L’arma segreta di Marco è stata la sua famiglia, che gli è stata sempre accanto e lo ha aiutato a passare i momenti più difficili. «Sono sposato da 32 anni con Daniela e ho due figlie, oltre a Paola anche Cristina, che lavora a Chioggia. L’arrivo del mio primo nipote mi ha dato una grande carica. È nato poco dopo che avevo scoperto la malattia. Diventare nonno mi ha reso molto felice, mi ha offerto nuovi stimoli per andare avanti. La mia famiglia mi ha offerto tutto il sostegno necessario a superare le difficoltà. Così sono riuscito a proseguire con coraggio per la mia strada. Ho letto diversi libri sul Parkinson, quindi ho deciso di seguire i consigli degli esperti e ho detto subito ai miei colleghi che avevo questa patologia. Mi hanno dimostrato solidarietà e vicinanza in modo davvero esemplare, quando ho avuto bisogno di supporto si sono fatti in quattro e non mi hanno mai fatto sentire a disagio per la mia fragilità.
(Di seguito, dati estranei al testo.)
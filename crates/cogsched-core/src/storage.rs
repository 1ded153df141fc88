//! SQLite-based persistence.
//!
//! Three owning entities (users, profiles, schedules) plus the append-only
//! TLX log and the per-user recalibrated fatigue weights. JSON-shaped
//! columns go through serde_json. Deleting a user cascades everything.
//!
//! Writes for one user serialize on the connection; the façade reads one
//! consistent snapshot at the start of each scheduling call.

use std::path::Path;

use chrono::{DateTime, Local, Utc};
use rusqlite::{params, Connection, OptionalExtension};
use uuid::Uuid;

use crate::config::FatigueWeights;
use crate::engine::{ScheduleStore, StoredPlan};
use crate::error::StorageError;
use crate::gamification::PriorPlan;
use crate::profile::Profile;
use crate::recalibrate::TlxEntry;

/// A user row.
#[derive(Debug, Clone)]
pub struct User {
    pub id: String,
    pub external_id: String,
    pub email: String,
    pub name: String,
    pub avatar_url: String,
    pub created_at: DateTime<Utc>,
}

/// SQLite store for users, profiles, schedules, TLX feedback, and weights.
pub struct Storage {
    conn: Connection,
}
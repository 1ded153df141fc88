//! ICS export.
//!
//! Renders a produced plan as an iCalendar document: one `VEVENT` per
//! non-break block, DTSTART/DTEND as local times on the plan's date,
//! SUMMARY from the title and DESCRIPTION carrying the explanation plus
//! the load/energy/fatigue estimates.

use chrono::{DateTime, NaiveDate, Utc};
use uuid::Uuid;

use crate::scheduler::Block;

/// Escape text for an ICS property value.
fn escape_ics(s: &str) -> String {
    s.replace('\\', "\\\\")
        .replace('\n', "\\n")
        .replace(',', "\\,")
        .replace(';', "\\;")
}

/// `HH:MM` → `HHMM00` for a floating local DTSTART/DTEND.
fn ics_time(hhmm: &str) -> String {
    format!("{}00", hhmm.replace(':', ""))
}

/// Render a plan's blocks as an ICS document.
pub fn plan_to_ics(blocks: &[Block], date: NaiveDate, generated_at: DateTime<Utc>) -> String {
    let day = date.format("%Y%m%d");
    let stamp = generated_at.format("%Y%m%dT%H%M%SZ");

    let mut s = String::new();
    s.push_str("BEGIN:VCALENDAR\r\n");
    s.push_str("VERSION:2.0\r\n");
    s.push_str("PRODID:-//CogScheduler//EN\r\n");
    s.push_str("CALSCALE:GREGORIAN\r\n");
    s.push_str("METHOD:PUBLISH\r\n");
    s.push_str(&format!(
        "X-WR-CALNAME:CogScheduler - {}\r\n",
        date.format("%b %d")
    ));

    for block in blocks.iter().filter(|b| !b.is_break) {
        let description = format!(
            "{}\nCognitive Load: {:.1}/10\nEnergy: {:.0}%\nFatigue: {:.0}%",
            block.explanation,
            block.cognitive_load,
            block.energy_at_start * 100.0,
            block.fatigue_at_start * 100.0,
        );
        s.push_str("BEGIN:VEVENT\r\n");
        s.push_str(&format!("UID:{}\r\n", Uuid::new_v4()));
        s.push_str(&format!("DTSTAMP:{stamp}\r\n"));
        s.push_str(&format!("DTSTART:{day}T{}\r\n", ics_time(&block.start_time)));
        s.push_str(&format!("DTEND:{day}T{}\r\n", ics_time(&block.end_time)));
        s.push_str(&format!("SUMMARY:{}\r\n", escape_ics(&block.task_title)));
        s.push_str(&format!("DESCRIPTION:{}\r\n", escape_ics(&description)));
        s.push_str("STATUS:CONFIRMED\r\n");
        s.push_str("END:VEVENT\r\n");
    }

    s.push_str("END:VCALENDAR\r\n");
    s
}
Non ho avuto problemi sul lavoro, certo inizialmente avevo paura di non poter più svolgere i compiti che avevo assolto per quarant’anni, fortunatamente è stato solo un pensiero, la mia esperienza e le mie capacità mi hanno permesso di metterlo da parte. Ora sto ristrutturando casa, così mi tengo impegnato: ne ho bisogno, sono fatto così. Durante la quarantena per il covid-19 nella primavera scorsa ho pulito e riordinato completamente il garage e la cantina, e ho costruito tanti giochi per mio nipote, come per esempio un carrellino con le ruote e un pannello sensoriale, ho trovato i tutorial per realizzarli su internet. Adesso è bellissimo guardarlo mentre ci gioca a casa nostra».

La prossima sfida

Marco ci ha preso gusto e ora non vede l’ora di ripartire: «Il prossimo itinerario dovrebbe essere da Torino a Venezia. Ci sarebbe piaciuto partecipare insieme anche alla “12 ore” di Monza, ma quest’anno la data coincideva con il nostro arrivo a Roma, quindi non è stato possibile. Abbiamo già in mente di fare una staffetta l’anno prossimo, pedalando un’ora per uno. Durante il viaggio mi sono sentito felice, ho fatto tante nuove scoperte, ho provato emozioni, ma poi quando sono tornato a casa mi sono reso davvero conto di quanto sia stata preziosa per me questa esperienza, mi ha lasciato un segno profondo. Chi sta bene non può sapere che cosa significhi per un parkinsoniano lottare e superare i suoi limiti fisici. Pensarlo, dirlo e farlo è stato un cammino unico e speciale, ci ha reso più forti, ci ha dimostrato che possiamo ancora sognare».